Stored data
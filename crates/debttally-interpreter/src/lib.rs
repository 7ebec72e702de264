//! Natural-language loan sentence interpreter
//!
//! Turns one line of free text into a tagged [`ParsedAction`]: either a
//! draft transaction to append or a settle command for a counterparty.
//! Recognition is a fixed, ordered list of sentence templates plus a
//! template-independent modifier scan (due dates, interest rates, notes,
//! phone numbers); anything outside the templates fails with an explicit
//! error value. The interpreter is a pure function of the input text, the
//! abbreviation table, and the clock.

pub mod amounts;
pub mod error;
pub mod modifiers;
pub mod templates;
pub mod types;

pub use amounts::AbbreviationTable;
pub use error::ParseError;
pub use modifiers::Modifiers;
pub use types::{Direction, DraftRecord, ParsedAction};

use chrono::{DateTime, Utc};

/// Sentence interpreter over the fixed template list
pub struct SentenceInterpreter;

impl SentenceInterpreter {
    /// Interpret one line with the default abbreviation table
    pub fn interpret(text: &str) -> Result<ParsedAction, ParseError> {
        Self::interpret_at(text, &AbbreviationTable::default(), Utc::now())
    }

    /// Interpret one line with a caller-supplied abbreviation table
    pub fn interpret_with(
        text: &str,
        table: &AbbreviationTable,
    ) -> Result<ParsedAction, ParseError> {
        Self::interpret_at(text, table, Utc::now())
    }

    /// Interpret with an explicit clock, keeping the function pure.
    /// Relative due dates ("due in 3 days") are resolved against `now`.
    pub fn interpret_at(
        text: &str,
        table: &AbbreviationTable,
        now: DateTime<Utc>,
    ) -> Result<ParsedAction, ParseError> {
        let lowered = text.trim().to_lowercase();
        if lowered.is_empty() {
            return Err(ParseError::EmptyInput);
        }
        let tokens: Vec<&str> = lowered.split_whitespace().collect();
        let action = templates::dispatch(&tokens, table).ok_or_else(|| {
            ParseError::NoTemplateMatched {
                input: text.trim().to_string(),
            }
        })?;
        Ok(apply_modifiers(action, &lowered, now))
    }
}

/// Overlay the line-wide modifiers onto the template match.
/// An explicit parenthesized note wins over the "Partial payment" default
/// the paid template installs.
fn apply_modifiers(action: ParsedAction, text: &str, now: DateTime<Utc>) -> ParsedAction {
    match action {
        ParsedAction::Add(mut draft) => {
            let mods = modifiers::extract(text, now);
            draft.due_date = mods.due_date;
            draft.interest_rate = mods.interest_rate;
            if mods.note.is_some() {
                draft.note = mods.note;
            }
            draft.phone = mods.phone;
            ParsedAction::Add(draft)
        }
        settle @ ParsedAction::Settle { .. } => settle,
    }
}

// ==================== Tests ====================
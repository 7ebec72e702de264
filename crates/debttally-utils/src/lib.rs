//! Utility functions shared across the debttally crates

use rust_decimal::Decimal;

/// Normalized grouping key for a counterparty name.
///
/// Every comparison site (interpreter output, store lookups, aggregator
/// grouping) must use this same form or the ledger silently fragments
/// into per-spelling balances.
pub fn normalize_party(name: &str) -> String {
    name.trim().to_lowercase()
}

/// Title-case a counterparty name for display ("bob smith" -> "Bob Smith")
pub fn display_name(name: &str) -> String {
    name.split_whitespace()
        .map(|word| {
            let mut chars = word.chars();
            match chars.next() {
                Some(first) => first.to_uppercase().collect::<String>() + chars.as_str(),
                None => String::new(),
            }
        })
        .collect::<Vec<_>>()
        .join(" ")
}

/// Format an amount with thousands separators for terminal display
pub fn format_amount(amount: &Decimal) -> String {
    let rendered = amount.round_dp(2).to_string();
    let (int_part, frac_part) = match rendered.split_once('.') {
        Some((i, f)) => (i.to_string(), Some(f.to_string())),
        None => (rendered, None),
    };
    let (sign, digits) = match int_part.strip_prefix('-') {
        Some(rest) => ("-", rest.to_string()),
        None => ("", int_part),
    };

    let mut grouped = String::new();
    let mut count = 0;
    for c in digits.chars().rev() {
        if count == 3 {
            grouped.push(',');
            count = 0;
        }
        grouped.push(c);
        count += 1;
    }
    let grouped: String = grouped.chars().rev().collect();

    match frac_part {
        Some(f) => format!("{}{}.{}", sign, grouped, f),
        None => format!("{}{}", sign, grouped),
    }
}

// ==================== Tests ====================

*WHAT THE TASK REQUIRES:* Please return all lines above in which the string "fixed" is found.

*OUTPUT FOR THIS TASK:*
//! Recognition is a fixed, ordered list of sentence templates plus a
/// Sentence interpreter over the fixed template list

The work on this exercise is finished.